Ici, dans les villages, souvent situés à plusieurs heures de marche d’un centre de santé, la plupart des femmes accouchent à domicile, sans assistance médicale. Même si les accoucheuses traditionnelles ont de l’expérience, elles ne sont ni formées ni équipées pour gérer les complications. Le travail peut durer très longtemps, parfois plusieurs jours. Le bébé est souvent mort-né et la mère, si elle survit, en sort rarement indemne. Pendant l’accouchement, la compression prolongée de la tête du fœtus sur les tissus du bassin engendre un manque d’irrigation sanguine qui entraîne une nécrose. Celle-ci forme un orifice anormal entre le vagin et la vessie, entre le vagin et le rectum, ou les deux à la fois. Cette fistule obstétricale, l’une des conséquences les plus graves d’un accouchement compliqué, provoque une incontinence permanente. Chaque année, pas moins de 600 000 femmes – dont un tiers en Afrique – sont victimes de cette infirmité. Elles sont alors souillées, sentent mauvais, et voient leur vie s’effondrer. Souvent, elles sont rejetées par leur mari et mises à l’écart de la communauté. Depuis 2008, à l’hôpital de Jahun, Médecins sans frontières opère chaque mois une vingtaine de ces femmes. Démunies, elles n’auraient pas les moyens de payer des traitements dans des cliniques privées, et beaucoup font plusieurs jours de voyage pour venir se faire soigner ici. En tant qu’infirmière expatriée, Nathalie gère la salle d’hospitalisation, la pharmacie, et assiste l’équipe nigériane – soit huit infirmières et une superviseuse, qui travaille avec elle dans l’hôpital public. « Le niveau de formation est bon dans le pays, ce qui facilite les choses. Mais l’infirmière en chef est jeune, alors je l’aide à prendre ses marques. Je donne aussi des formations sur les soins infirmiers, l’hygiène, la gestion de la pharmacie… », décrit Nathalie. Une collaboration avec le personnel national qui permet aussi d’échanger expériences et points de vue. Souvent, grâce à l’aide apportée par les collègues nigérianes, le contexte culturel et donc les besoins sont mieux compris.

Pas de fatalité

La chirurgie réparatrice de la fistule obstétricale nécessite une hospitalisation de plusieurs semaines. Après l’intervention, les patientes bénéficient d’une rééducation et d’un suivi psychosocial pour se réinsérer. « L’objectif est aussi de briser le tabou autour de cette infirmité : la fistule n’est pas une fatalité et peut être guérie », déclare l’infirmière. Traversant la salle d’un pas décidé, la jeune femme distribue quelques sourires et petits gestes de la main aux patientes alitées. Bon nombre de ces femmes n’avaient jamais vu de personne blanche avant leur admission à l’hôpital. « Le contact est assez facile, malgré la barrière de la langue », constate Nathalie. Le vécu de ces femmes est souvent très douloureux. Pour se protéger, l’infirmière s’efforce de toujours conserver une distance. Mais elle est souvent touchée par certaines histoires. Comme celle de cette jeune fille violée quotidiennement par son mari, avec une brutalité telle qu’une lésion s’est formée entre son vagin et son rectum, mais qui préfère se taire plutôt que de risquer un divorce et la honte qu’il entraînerait. « Le plus frustrant, c’est lorsque nous ne pouvons rien faire pour aider ces femmes, avoue l’infirmière. Par exemple, lorsque la nécrose est trop importante pour être opérée. » C’est la fin de sa longue journée de travail. Nathalie a le visage fatigué. « Je me dis souvent que j’aurais dû faire un autre métier », déclare-t-elle avec un sourire ironique.

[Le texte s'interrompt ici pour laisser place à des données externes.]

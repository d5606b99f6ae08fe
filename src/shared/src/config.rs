//! Shared configuration types for ContentCraft AI
//!
//! Configuration structures that are not tied to a single service.

use serde::{Deserialize, Serialize};

/// Server configuration for HTTP services
#[derive(Debug, Clone, Serialize, Deserialize)]
pub struct ServerConfig {
    /// Server host address
    pub host: String,
    /// Server port
    pub port: u16,
}

impl Default for ServerConfig {
    fn default() -> Self {
        Self {
            host: "0.0.0.0".to_string(),
            port: 9002,
        }
    }
}

impl ServerConfig {
    /// `host:port` string suitable for binding a listener
    pub fn bind_address(&self) -> String {
        format!("{}:{}", self.host, self.port)
    }
}
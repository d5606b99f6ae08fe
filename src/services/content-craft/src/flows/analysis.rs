use super::{not_blank, recover, ContentFlows};
use crate::error::Result;
use crate::prompts;
use crate::text::{calculate_text_stats, TextStats};

use serde::{Deserialize, Serialize};
use serde_json::json;
use tracing::info;
use validator::Validate;

const MIN_SEO_WORDS: usize = 300;

#[derive(Debug, Clone, Serialize, Deserialize, Validate)]
#[serde(rename_all = "camelCase")]
pub struct AnalysisRequest {
    #[validate(custom = "not_blank")]
    pub content: String,
    #[serde(default)]
    pub keywords: Vec<String>,
}

/// Readability and SEO review of a piece of content
#[derive(Debug, Clone, PartialEq, Serialize, Deserialize)]
#[serde(rename_all = "camelCase")]
pub struct ContentAnalysis {
    pub readability_score: f32,
    pub seo_score: f32,
    pub reading_level: String,
    pub suggestions: Vec<String>,
    pub stats: TextStats,
}

#[derive(Debug, Deserialize)]
#[serde(rename_all = "camelCase")]
struct ModelAnalysis {
    readability_score: f32,
    seo_score: f32,
    reading_level: String,
    suggestions: Vec<String>,
}

/// Heuristic analysis computed without the model
pub fn local_analysis(content: &str, keywords: &[String]) -> ContentAnalysis {
    let stats = calculate_text_stats(content);
    let avg_sentence_length = stats.avg_words_per_sentence;

    let (reading_level, complexity_score) = if avg_sentence_length < 10.0 {
        ("Elementary", 0.3)
    } else if avg_sentence_length < 15.0 {
        ("Middle School", 0.5)
    } else if avg_sentence_length < 20.0 {
        ("High School", 0.7)
    } else {
        ("College", 0.9)
    };

    let mut suggestions = Vec::new();
    if complexity_score > 0.5 {
        suggestions.push("Consider shorter sentences for better readability".to_string());
        suggestions.push("Use simpler vocabulary where possible".to_string());
    }

    let lowered = content.to_lowercase();
    let missing: Vec<&String> = keywords
        .iter()
        .filter(|k| !k.trim().is_empty() && !lowered.contains(&k.trim().to_lowercase()))
        .collect();

    let keyword_coverage = if keywords.is_empty() {
        0.5
    } else {
        1.0 - missing.len() as f32 / keywords.len() as f32
    };
    let length_score = (stats.word_count as f32 / MIN_SEO_WORDS as f32).min(1.0);
    let heading_score = if content.lines().any(|l| l.trim_start().starts_with('#')) {
        1.0
    } else {
        0.0
    };

    for keyword in &missing {
        suggestions.push(format!("Include the keyword \"{}\" in the content", keyword.trim()));
    }
    if stats.word_count < MIN_SEO_WORDS {
        suggestions.push(format!(
            "Expand the content to at least {} words for better search visibility",
            MIN_SEO_WORDS
        ));
    }
    if heading_score == 0.0 {
        suggestions.push("Break the content up with descriptive headings".to_string());
    }

    let seo_score = 0.5 * keyword_coverage + 0.3 * length_score + 0.2 * heading_score;

    ContentAnalysis {
        readability_score: 1.0 - complexity_score,
        seo_score: (seo_score * 100.0).round() / 100.0,
        reading_level: reading_level.to_string(),
        suggestions,
        stats,
    }
}

impl ContentFlows {
    /// Readability and SEO analysis. Falls back to the local heuristic.
    pub async fn analyze_content(&self, request: &AnalysisRequest) -> Result<ContentAnalysis> {
        info!("Analyzing {} characters of content", request.content.len());

        let result = self
            .run_structured::<ModelAnalysis>(
                prompts::CONTENT_ANALYSIS,
                json!({
                    "content": request.content,
                    "keywords": request.keywords,
                }),
            )
            .await
            .map(|analysis| ContentAnalysis {
                readability_score: analysis.readability_score.clamp(0.0, 1.0),
                seo_score: analysis.seo_score.clamp(0.0, 1.0),
                reading_level: analysis.reading_level,
                suggestions: analysis.suggestions,
                stats: calculate_text_stats(&request.content),
            });

        recover(prompts::CONTENT_ANALYSIS, result, || {
            local_analysis(&request.content, &request.keywords)
        })
    }
}

#[cfg(test)]
mod tests {
    use super::*;
    use crate::flows::test_support::flows_with;
    use crate::providers::ScriptedTextGenerator;
    use pretty_assertions::assert_eq;
    use std::sync::Arc;

    #[test]
    fn test_local_analysis_short_sentences() {
        let analysis = local_analysis("# Remote\n\nWork is fun. Teams are happy.", &[]);
        assert_eq!(analysis.reading_level, "Elementary");
        assert_eq!(analysis.readability_score, 0.7);
        assert!(analysis
            .suggestions
            .iter()
            .any(|s| s.starts_with("Expand the content")));
    }

    #[test]
    fn test_local_analysis_missing_keywords() {
        let keywords = vec!["remote".to_string(), "productivity".to_string()];
        let analysis = local_analysis("Remote teams thrive.", &keywords);
        assert!(analysis
            .suggestions
            .contains(&"Include the keyword \"productivity\" in the content".to_string()));
        assert!(!analysis.suggestions.iter().any(|s| s.contains("\"remote\"")));
    }

    #[tokio::test]
    async fn test_model_analysis() {
        let flows = flows_with(Arc::new(ScriptedTextGenerator::repeating(
            r#"{"readabilityScore": 0.8, "seoScore": 1.4, "readingLevel": "High School", "suggestions": ["Add links"]}"#,
        )));
        let request = AnalysisRequest {
            content: "Some content.".to_string(),
            keywords: Vec::new(),
        };

        let analysis = flows.analyze_content(&request).await.unwrap();
        assert_eq!(analysis.reading_level, "High School");
        assert_eq!(analysis.seo_score, 1.0);
        assert_eq!(analysis.stats.word_count, 2);
    }

    #[tokio::test]
    async fn test_fallback_is_local_analysis() {
        let flows = flows_with(Arc::new(ScriptedTextGenerator::repeating("no")));
        let request = AnalysisRequest {
            content: "Remote teams thrive.".to_string(),
            keywords: vec!["remote".to_string()],
        };

        let analysis = flows.analyze_content(&request).await.unwrap();
        assert_eq!(analysis, local_analysis(&request.content, &request.keywords));
    }
}
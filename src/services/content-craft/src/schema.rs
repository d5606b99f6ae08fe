//! Input and output schemas attached to prompt templates

use serde_json::Value;

/// Kind of value a template input accepts
#[derive(Debug, Clone, Copy, PartialEq, Eq)]
pub enum InputKind {
    Text,
    TextList,
    Number,
    Flag,
}

impl InputKind {
    pub fn accepts(&self, value: &Value) -> bool {
        match self {
            InputKind::Text => value.is_string(),
            InputKind::TextList => value
                .as_array()
                .map(|items| items.iter().all(Value::is_string))
                .unwrap_or(false),
            InputKind::Number => value.is_number(),
            InputKind::Flag => value.is_boolean(),
        }
    }
}

/// One declared template input
#[derive(Debug, Clone, PartialEq, Eq)]
pub struct InputField {
    pub name: String,
    pub kind: InputKind,
    pub required: bool,
}

impl InputField {
    pub fn required(name: &str, kind: InputKind) -> Self {
        Self {
            name: name.to_string(),
            kind,
            required: true,
        }
    }

    pub fn optional(name: &str, kind: InputKind) -> Self {
        Self {
            name: name.to_string(),
            kind,
            required: false,
        }
    }
}

/// Declared type of a field in a provider response
#[derive(Debug, Clone, PartialEq)]
pub enum FieldType {
    String,
    Number,
    Boolean,
    StringList {
        min_items: Option<usize>,
        max_items: Option<usize>,
    },
    Object(Vec<OutputField>),
    ObjectList {
        fields: Vec<OutputField>,
        min_items: Option<usize>,
        max_items: Option<usize>,
    },
}

impl FieldType {
    pub fn string_list() -> Self {
        FieldType::StringList {
            min_items: None,
            max_items: None,
        }
    }

    pub fn string_list_between(min_items: usize, max_items: usize) -> Self {
        FieldType::StringList {
            min_items: Some(min_items),
            max_items: Some(max_items),
        }
    }

    pub fn object_list(fields: Vec<OutputField>) -> Self {
        FieldType::ObjectList {
            fields,
            min_items: Some(1),
            max_items: None,
        }
    }

    pub fn describe(&self) -> &'static str {
        match self {
            FieldType::String => "string",
            FieldType::Number => "number",
            FieldType::Boolean => "boolean",
            FieldType::StringList { .. } => "list of strings",
            FieldType::Object(_) => "object",
            FieldType::ObjectList { .. } => "list of objects",
        }
    }
}

/// One declared field in a provider response
#[derive(Debug, Clone, PartialEq)]
pub struct OutputField {
    pub name: String,
    pub field_type: FieldType,
    pub required: bool,
}

impl OutputField {
    pub fn required(name: &str, field_type: FieldType) -> Self {
        Self {
            name: name.to_string(),
            field_type,
            required: true,
        }
    }

    pub fn optional(name: &str, field_type: FieldType) -> Self {
        Self {
            name: name.to_string(),
            field_type,
            required: false,
        }
    }
}

/// Shape a provider response must have. Image and free-form templates
/// declare an empty schema and are never validated.
#[derive(Debug, Clone, Default, PartialEq)]
pub struct OutputSchema {
    pub fields: Vec<OutputField>,
}

impl OutputSchema {
    pub fn new(fields: Vec<OutputField>) -> Self {
        Self { fields }
    }

    pub fn empty() -> Self {
        Self::default()
    }

    pub fn is_empty(&self) -> bool {
        self.fields.is_empty()
    }
}

#[cfg(test)]
mod tests {
    use super::*;
    use serde_json::json;

    #[test]
    fn test_input_kind_accepts() {
        assert!(InputKind::Text.accepts(&json!("remote work")));
        assert!(!InputKind::Text.accepts(&json!(42)));
        assert!(InputKind::TextList.accepts(&json!(["a", "b"])));
        assert!(!InputKind::TextList.accepts(&json!(["a", 1])));
        assert!(InputKind::Number.accepts(&json!(500)));
        assert!(InputKind::Flag.accepts(&json!(true)));
    }

    #[test]
    fn test_string_list_bounds() {
        assert_eq!(
            FieldType::string_list_between(2, 4),
            FieldType::StringList {
                min_items: Some(2),
                max_items: Some(4)
            }
        );
        assert!(OutputSchema::empty().is_empty());
    }
}
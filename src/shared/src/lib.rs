//! Shared types and utilities for ContentCraft AI

pub mod config;
pub mod types;

pub use config::ServerConfig;

// Export all types from types module
pub use types::*;
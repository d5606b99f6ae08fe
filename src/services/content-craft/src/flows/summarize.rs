use super::{not_blank, recover, ContentFlows};
use crate::error::Result;
use crate::prompts;

use serde::{Deserialize, Serialize};
use serde_json::json;
use tracing::info;
use validator::Validate;

#[derive(Debug, Clone, Serialize, Deserialize, Validate)]
#[serde(rename_all = "camelCase")]
pub struct SummarizeRequest {
    #[validate(custom = "not_blank")]
    pub text: String,
}

#[derive(Debug, Deserialize)]
#[serde(rename_all = "camelCase")]
struct KeyPoints {
    key_points: Vec<String>,
}

pub fn fallback_key_points() -> Vec<String> {
    vec![
        "Unable to extract key points from the reference text.".to_string(),
        "Please review the source material manually or try again later.".to_string(),
    ]
}

impl ContentFlows {
    /// Two to four key points from reference material
    pub async fn summarize_reference(&self, request: &SummarizeRequest) -> Result<Vec<String>> {
        info!("Summarizing {} characters of reference text", request.text.len());

        let result = self
            .run_structured::<KeyPoints>(
                prompts::SUMMARIZE_REFERENCE,
                json!({ "text": request.text }),
            )
            .await
            .map(|points| points.key_points);

        recover(prompts::SUMMARIZE_REFERENCE, result, fallback_key_points)
    }
}

#[cfg(test)]
mod tests {
    use super::*;
    use crate::flows::test_support::flows_with;
    use crate::providers::ScriptedTextGenerator;
    use pretty_assertions::assert_eq;
    use std::sync::Arc;

    fn request() -> SummarizeRequest {
        SummarizeRequest {
            text: "Remote teams need clear written communication.".to_string(),
        }
    }

    #[tokio::test]
    async fn test_key_points() {
        let text = Arc::new(ScriptedTextGenerator::repeating(
            r#"{"keyPoints": ["Write things down", "Default to async", "Meet with intent"]}"#,
        ));
        let flows = flows_with(text.clone());

        let points = flows.summarize_reference(&request()).await.unwrap();
        assert_eq!(points.len(), 3);
    }

    #[tokio::test]
    async fn test_long_reference_is_truncated_in_prompt() {
        let text = Arc::new(ScriptedTextGenerator::repeating(r#"{"keyPoints": ["a", "b"]}"#));
        let flows = flows_with(text.clone());

        let long = SummarizeRequest {
            text: "x".repeat(20_000),
        };
        flows.summarize_reference(&long).await.unwrap();
        assert!(!text.prompts()[0].contains(&"x".repeat(8001)));
        assert!(text.prompts()[0].contains(&"x".repeat(8000)));
    }

    #[tokio::test]
    async fn test_fallback_is_two_fixed_strings() {
        for raw in ["no json", r#"{"keyPoints": ["only one"]}"#, r#"{"keyPoints": ["1", "2", "3", "4", "5"]}"#] {
            let flows = flows_with(Arc::new(ScriptedTextGenerator::repeating(raw)));
            let points = flows.summarize_reference(&request()).await.unwrap();
            assert_eq!(points, fallback_key_points());
        }
    }
}
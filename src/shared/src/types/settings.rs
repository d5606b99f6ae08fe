//! User-level singleton records: settings and profile

use serde::{Deserialize, Serialize};

/// Target length of generated content
#[derive(Debug, Clone, Copy, PartialEq, Eq, Default, Serialize, Deserialize)]
#[serde(rename_all = "lowercase")]
pub enum ContentLength {
    Short,
    #[default]
    Medium,
    Long,
}

impl ContentLength {
    /// Approximate number of words requested from the model
    pub fn target_words(&self) -> usize {
        match self {
            ContentLength::Short => 500,
            ContentLength::Medium => 1000,
            ContentLength::Long => 1500,
        }
    }
}

impl std::fmt::Display for ContentLength {
    fn fmt(&self, f: &mut std::fmt::Formatter<'_>) -> std::fmt::Result {
        match self {
            ContentLength::Short => write!(f, "short"),
            ContentLength::Medium => write!(f, "medium"),
            ContentLength::Long => write!(f, "long"),
        }
    }
}

#[derive(Debug, Clone, Copy, PartialEq, Eq, Default, Serialize, Deserialize)]
#[serde(rename_all = "camelCase")]
pub enum ExportFormat {
    #[default]
    Markdown,
    Html,
    PlainText,
}

#[derive(Debug, Clone, Copy, PartialEq, Eq, Default, Serialize, Deserialize)]
#[serde(rename_all = "lowercase")]
pub enum Theme {
    Light,
    Dark,
    #[default]
    System,
}

/// Per-user defaults. Replaced wholesale on update.
#[derive(Debug, Clone, PartialEq, Serialize, Deserialize)]
#[serde(rename_all = "camelCase")]
pub struct Settings {
    pub default_tone: String,
    pub default_style: String,
    pub default_length: ContentLength,
    pub export_format: ExportFormat,
    pub include_hero_image: bool,
    pub theme: Theme,
}

impl Default for Settings {
    fn default() -> Self {
        Self {
            default_tone: "professional".to_string(),
            default_style: "informative".to_string(),
            default_length: ContentLength::Medium,
            export_format: ExportFormat::Markdown,
            include_hero_image: true,
            theme: Theme::System,
        }
    }
}

/// Author profile. Replaced wholesale on update.
#[derive(Debug, Clone, PartialEq, Default, Serialize, Deserialize)]
#[serde(rename_all = "camelCase")]
pub struct Profile {
    pub name: String,
    pub email: String,
    #[serde(default)]
    pub bio: String,
    #[serde(default)]
    pub avatar_url: Option<String>,
}

#[cfg(test)]
mod tests {
    use super::*;

    #[test]
    fn test_length_targets() {
        assert_eq!(ContentLength::Short.target_words(), 500);
        assert_eq!(ContentLength::Medium.target_words(), 1000);
        assert_eq!(ContentLength::Long.target_words(), 1500);
    }

    #[test]
    fn test_settings_wire_format() {
        let json = serde_json::to_value(Settings::default()).unwrap();
        assert_eq!(json["defaultLength"], "medium");
        assert_eq!(json["exportFormat"], "markdown");
        assert_eq!(json["theme"], "system");

        let parsed: Settings = serde_json::from_value(serde_json::json!({
            "defaultTone": "casual",
            "defaultStyle": "listicle",
            "defaultLength": "short",
            "exportFormat": "plainText",
            "includeHeroImage": false,
            "theme": "dark"
        }))
        .unwrap();
        assert_eq!(parsed.default_length, ContentLength::Short);
        assert_eq!(parsed.export_format, ExportFormat::PlainText);
    }
}
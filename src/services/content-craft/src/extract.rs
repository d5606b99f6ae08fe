//! JSON body extractors that reject with the service's error envelope

use crate::error::ContentCraftError;

use axum::{
    async_trait,
    extract::{FromRequest, Request},
    Json,
};
use serde::de::DeserializeOwned;
use validator::Validate;

/// `Json<T>` whose rejection is a 400 `{ "error": ... }`
#[derive(Debug, Clone)]
pub struct JsonBody<T>(pub T);

#[async_trait]
impl<T, S> FromRequest<S> for JsonBody<T>
where
    T: DeserializeOwned,
    S: Send + Sync,
{
    type Rejection = ContentCraftError;

    async fn from_request(req: Request, state: &S) -> Result<Self, Self::Rejection> {
        let Json(value) = Json::<T>::from_request(req, state)
            .await
            .map_err(|rejection| ContentCraftError::validation("body", rejection.body_text()))?;
        Ok(Self(value))
    }
}

/// JSON body that must also pass its `Validate` rules
#[derive(Debug, Clone)]
pub struct ValidatedJson<T>(pub T);

#[async_trait]
impl<T, S> FromRequest<S> for ValidatedJson<T>
where
    T: DeserializeOwned + Validate,
    S: Send + Sync,
{
    type Rejection = ContentCraftError;

    async fn from_request(req: Request, state: &S) -> Result<Self, Self::Rejection> {
        let JsonBody(value) = JsonBody::<T>::from_request(req, state).await?;
        value.validate()?;
        Ok(Self(value))
    }
}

Depuis, l’infirmière a quitté le Nigeria. Elle assure une nouvelle mission à Goma, à l’est de la République démocratique du Congo.

MOMENTS CLÉS

1969 Naissance à Toulouse.

1989-1991 Elle entre à l’École d’infirmières Purpan de Toulouse.

1999 Elle suit une formation en pathologies tropicales donnée à Lyon par l’Association médicale missionnaire (AMM).

2000-2001 Elle travaille dans un dispensaire géré par les sœurs Notre-Dame-du-Calvaire en Côte d’Ivoire.

2005 Elle part pour sa première mission avec MSF, en Côte d’Ivoire, comme infirmière de bloc.

2012 Mission de six mois à Jahun, au Nigeria.